The answer is most definitely yes — if you can handle high drama, thumping advisory fees, and an interest rate that would even look pricey in the 1970s.
Our colleagues Patricia Nilsson and Alex Barker spent months investigating who really rules the big business of online porn for a new FT podcast series, Hot Money.
The first two episodes start with what will sound like a familiar finance story for DD readers: a debt-fuelled acquisition spree to reshape an industry struggling to cope with digital disruption.
But in the porn business, the story has that extra edge.

Through a three-year buying spree, starting around 2009, German coder Fabian Thylmann built Manwin into the world’s dominant provider of online porn, buying up sites such as Pornhub, YouPorn and Brazzers. At its peak, Manwin’s profit margin was around 50 per cent.
The company is today known as MindGeek, and Thylmann is long gone. But he is remembered for changing the face of the industry, in part by working out how to make money from sites that served up free porn to huge audiences.
What made Thylmann stand out was his ability to raise debt in a business starved of finance. He explained to our colleagues how — with a small army of advisers led by Raymond Chabot Grant Thornton — he managed to raise $362mn in loans on Wall Street for a business that was seemingly untouchable.
One of Thylmann’s advisers, Rick Rosenbloom of Fuel Break Capital, recalls his lonely march around New York firms trying to drum up interest in lending to Manwin. Most places shut the door in his face. His breakthrough was meeting the founder of an alternative investment fund called Colbeck Capital, run by two former Goldman Sachs bankers.
Rosenbloom warned them the Manwin deal “had hair on it”. But with interest rates in excess of 20 per cent, Colbeck concluded they could live with it. They pulled together a syndicate that included JPMorgan Chase, the buyout group Fortress, and even an investment manager working for Cornell University.
One detail that didn’t make the podcast was the fees. Thylmann’s advisers collectively took a 5.5 per cent cut — more than $20mn.
Go deeper with the series here on Apple Podcasts, Spotify, Pocket Casts, Stitcher or wherever you listen to podcasts.
Credit Suisse: What happens when you finance cyberweapons
Picture this: you’ve lent money to a company that hasn’t signed any new clients for months — and has been plunged into financial turmoil, taking a $10mn emergency loan to meet its payroll.
But making new sales isn’t easy for the borrower.
That’s because its product is a military-grade cyberweapon that authoritarian regimes have used to silence dissent, according to the US government.
We’re talking, of course, about NSO Group — the Israeli company that makes the hacking tool Pegasus — and Credit Suisse.

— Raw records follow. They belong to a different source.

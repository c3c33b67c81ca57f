//! Tracing and OpenTelemetry setup.
//!
//! Installs a tracing-subscriber with an env filter. With an OTLP endpoint
//! configured, traces, metrics and logs from the pipeline are exported
//! there as well; otherwise only the fmt layer is installed.

pub mod job;
pub mod metrics;

use opentelemetry_sdk::logs::SdkLoggerProvider;
use opentelemetry_sdk::metrics::SdkMeterProvider;
use opentelemetry_sdk::trace::SdkTracerProvider;

use crate::config::Config;
use crate::error::{Error, Result};

/// Configuration for telemetry initialization.
#[derive(Debug, Clone)]
pub struct TelemetryConfig {
    /// Optional OTLP endpoint (e.g. "http://localhost:4317").
    /// When `None`, only the fmt layer is installed.
    pub endpoint: Option<String>,
    /// The service name reported in telemetry signals.
    pub service_name: String,
    /// Filter directive used when `RUST_LOG` is unset.
    pub log_level: String,
}

impl TelemetryConfig {
    pub fn from_config(config: &Config) -> Self {
        Self {
            endpoint: config.otel_endpoint.clone(),
            service_name: "trackq".to_string(),
            log_level: config.log_level.clone(),
        }
    }
}

/// Guard that shuts down OTel providers on drop.
///
/// Hold it for the lifetime of the process; dropping it flushes and shuts
/// down every pipeline.
#[derive(Default)]
pub struct TelemetryGuard {
    providers: Option<OtlpProviders>,
}

struct OtlpProviders {
    tracer: SdkTracerProvider,
    meter: SdkMeterProvider,
    logger: SdkLoggerProvider,
}

impl TelemetryGuard {
    /// Force-flush all telemetry pipelines.
    pub fn force_flush(&self) {
        if let Some(ref p) = self.providers {
            let _ = p.tracer.force_flush();
            let _ = p.meter.force_flush();
            let _ = p.logger.force_flush();
        }
    }
}

impl Drop for TelemetryGuard {
    fn drop(&mut self) {
        if let Some(p) = self.providers.take() {
            let _ = p.logger.shutdown();
            let _ = p.meter.shutdown();
            let _ = p.tracer.shutdown();
        }
    }
}

/// Build the three OTLP pipelines and register the meter provider
/// globally so `metrics::*` instruments export through it.
fn otlp_providers(endpoint: &str, service_name: String) -> Result<OtlpProviders> {
    use opentelemetry_otlp::WithExportConfig as _;

    let resource = opentelemetry_sdk::Resource::builder()
        .with_service_name(service_name)
        .build();

    let span_exporter = opentelemetry_otlp::SpanExporter::builder()
        .with_tonic()
        .with_endpoint(endpoint)
        .build()
        .map_err(|e| Error::Other(format!("failed to create OTLP span exporter: {e}")))?;
    let tracer = SdkTracerProvider::builder()
        .with_batch_exporter(span_exporter)
        .with_resource(resource.clone())
        .build();

    let metric_exporter = opentelemetry_otlp::MetricExporter::builder()
        .with_tonic()
        .with_endpoint(endpoint)
        .build()
        .map_err(|e| Error::Other(format!("failed to create OTLP metric exporter: {e}")))?;
    let meter = SdkMeterProvider::builder()
        .with_periodic_exporter(metric_exporter)
        .with_resource(resource.clone())
        .build();
    opentelemetry::global::set_meter_provider(meter.clone());

    let log_exporter = opentelemetry_otlp::LogExporter::builder()
        .with_tonic()
        .with_endpoint(endpoint)
        .build()
        .map_err(|e| Error::Other(format!("failed to create OTLP log exporter: {e}")))?;
    let logger = SdkLoggerProvider::builder()
        .with_batch_exporter(log_exporter)
        .with_resource(resource)
        .build();

    Ok(OtlpProviders {
        tracer,
        meter,
        logger,
    })
}

/// Initialize tracing, and OTel export when an endpoint is configured.
///
/// # Errors
///
/// Returns an error if an OTLP exporter fails to build or a global
/// subscriber is already installed.
pub fn init_telemetry(config: TelemetryConfig) -> Result<TelemetryGuard> {
    use opentelemetry::trace::TracerProvider as _;
    use tracing_subscriber::EnvFilter;
    use tracing_subscriber::layer::SubscriberExt as _;
    use tracing_subscriber::util::SubscriberInitExt as _;

    let env_filter = EnvFilter::try_from_default_env()
        .unwrap_or_else(|_| EnvFilter::new(config.log_level.as_str()));

    let Some(endpoint) = config.endpoint else {
        tracing_subscriber::registry()
            .with(env_filter)
            .with(tracing_subscriber::fmt::layer())
            .try_init()
            .map_err(|e| Error::Other(format!("failed to init tracing subscriber: {e}")))?;
        return Ok(TelemetryGuard::default());
    };

    let providers = otlp_providers(&endpoint, config.service_name)?;
    let otel_trace_layer =
        tracing_opentelemetry::layer().with_tracer(providers.tracer.tracer("trackq"));
    let otel_log_layer = opentelemetry_appender_tracing::layer::OpenTelemetryTracingBridge::new(
        &providers.logger,
    );

    tracing_subscriber::registry()
        .with(env_filter)
        .with(tracing_subscriber::fmt::layer().compact())
        .with(otel_trace_layer)
        .with(otel_log_layer)
        .try_init()
        .map_err(|e| Error::Other(format!("failed to init tracing subscriber: {e}")))?;

    Ok(TelemetryGuard {
        providers: Some(providers),
    })
}
//! Modularity variants for signed networks.
//!
//! A signed network contributes two modularity terms, one from its positive
//! edges and one from its negative edges. The variant fixes how the two are
//! weighted against each other:
//!
//! ```text
//! Q = d0 * Q⁺ - d1 * Q⁻
//! ```
//!
//! | Variant          | d0            | d1            |
//! |------------------|---------------|---------------|
//! | `standard`       | 1/s0          | 1/(s0 + s1)   |
//! | `positive-only`  | 1/s0          | 0             |
//! | `simple`         | 1/s0          | 1/s1          |
//! | `gja`            | 1/(s0 + s1)   | 1/(s0 + s1)   |
//! | `negative-only`  | 0             | 1/s1          |
//!
//! where s0 and s1 are the total positive and total (absolute) negative
//! weight.
//!
//! ## References
//!
//! Rubinov & Sporns (2011). "Weight-conserving characterization of complex
//! functional brain networks." NeuroImage 56(4).
//!
//! Gómez, Jensen & Arenas (2009). "Analysis of community structure in
//! networks of correlated data." Physical Review E 80, 016114.

use crate::error::Error;
use std::fmt;
use std::str::FromStr;

/// How positive and negative contributions are combined.
#[derive(Debug, Clone, Copy, PartialEq, Eq, Hash, Default)]
pub enum ModularityVariant {
    /// Positive term scaled by s0, negative term down-weighted by s0 + s1.
    #[default]
    Standard,
    /// Negative edges are ignored.
    PositiveOnly,
    /// Each term scaled by its own total.
    Simple,
    /// Both terms scaled by s0 + s1 (Gómez, Jensen & Arenas).
    Gja,
    /// Positive edges are ignored.
    NegativeOnly,
}

/// Scaling constants for one run.
///
/// `s0`/`s1` are never zero: an empty sign is normalized to 1 and its
/// coefficient forced to 0.
#[derive(Debug, Clone, Copy, PartialEq)]
pub struct Scaling {
    /// Coefficient of the positive term.
    pub d0: f64,
    /// Coefficient of the negative term.
    pub d1: f64,
    /// Total positive weight (null-model normalizer).
    pub s0: f64,
    /// Total negative weight (null-model normalizer).
    pub s1: f64,
}

impl ModularityVariant {
    /// All variants, in declaration order.
    pub const ALL: [ModularityVariant; 5] = [
        ModularityVariant::Standard,
        ModularityVariant::PositiveOnly,
        ModularityVariant::Simple,
        ModularityVariant::Gja,
        ModularityVariant::NegativeOnly,
    ];

    /// Canonical name, as accepted by [`FromStr`].
    pub fn name(self) -> &'static str {
        match self {
            ModularityVariant::Standard => "standard",
            ModularityVariant::PositiveOnly => "positive-only",
            ModularityVariant::Simple => "simple",
            ModularityVariant::Gja => "gja",
            ModularityVariant::NegativeOnly => "negative-only",
        }
    }

    /// Compute the scaling constants from the total positive weight `s0`
    /// and total negative weight `s1`.
    pub fn scaling(self, s0: f64, s1: f64) -> Scaling {
        let inv = |x: f64| if x > 0.0 { 1.0 / x } else { 0.0 };
        let (d0, d1) = match self {
            ModularityVariant::Simple => (inv(s0), inv(s1)),
            ModularityVariant::Gja => (inv(s0 + s1), inv(s0 + s1)),
            ModularityVariant::Standard => (inv(s0), inv(s0 + s1)),
            ModularityVariant::PositiveOnly => (inv(s0), 0.0),
            ModularityVariant::NegativeOnly => (0.0, inv(s1)),
        };

        let (s0, d0) = if s0 == 0.0 { (1.0, 0.0) } else { (s0, d0) };
        let (s1, d1) = if s1 == 0.0 { (1.0, 0.0) } else { (s1, d1) };
        Scaling { d0, d1, s0, s1 }
    }
}

impl fmt::Display for ModularityVariant {
    fn fmt(&self, f: &mut fmt::Formatter<'_>) -> fmt::Result {
        f.write_str(self.name())
    }
}

impl FromStr for ModularityVariant {
    type Err = Error;

    fn from_str(s: &str) -> Result<Self, Self::Err> {
        match s {
            "standard" | "sta" => Ok(ModularityVariant::Standard),
            "positive-only" | "pos" => Ok(ModularityVariant::PositiveOnly),
            "simple" | "smp" => Ok(ModularityVariant::Simple),
            "gja" => Ok(ModularityVariant::Gja),
            "negative-only" | "neg" => Ok(ModularityVariant::NegativeOnly),
            other => Err(Error::InvalidConfiguration {
                qtype: other.to_string(),
            }),
        }
    }
}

New insight shows how the Swiss bank, which has lent money to NSO, responded as the company faced a cash crunch towards the end of last year — triggered by reports about the misuse of Pegasus.
The decision by the US to blacklist NSO in November added to its problems.
In December, lawyers for a group of NSO’s lenders — including Credit Suisse and the hedge fund Senator Investment Group — wrote to Berkeley Research Group, which manages the private equity fund that owns NSO.
They said they were “troubled” by a claim from NSO that BRG was preventing it “from pursuing and obtaining new customers”. This “has deepened the company’s current liquidity crisis”, they added, and NSO “must be able to conduct its normal operations, with proper oversight, during this critical period.”
The problem, BRG responded, was that the only potential new bookings were from what it called “elevated risk customers”, an interesting piece of corporate speak.
Human rights groups have documented the abuse of Pegasus by Saudi Arabia, the UAE, Mexico and more than a dozen other countries against journalists, dissidents and academics.
Catch up on all the details with this scoop from DD’s Kaye Wiggins and Ortenca Aliaj and the FT’s Mehul Srivastava.
Credit Suisse has a responsibility to, well, not lose the money that it lends out. But it also has a stated commitment to “ESG investment principles”.
In this case those two things seem particularly difficult to square. But encouraging spyware sales is certainly an interesting way to approach it.
Bridgewater bets against corporates
There have been a lot of warnings about the perils facing the global economy. You can add Bridgewater Associates to those predicting doom and gloom.
The world’s largest hedge fund is betting that a looming global growth slowdown will significantly impact European and American companies and has built a short position in corporate bonds.
“We’re in a radically different world,” Greg Jensen, one of Bridgewater’s chief investment officers, told the Financial Times. “We’re approaching a slowdown.”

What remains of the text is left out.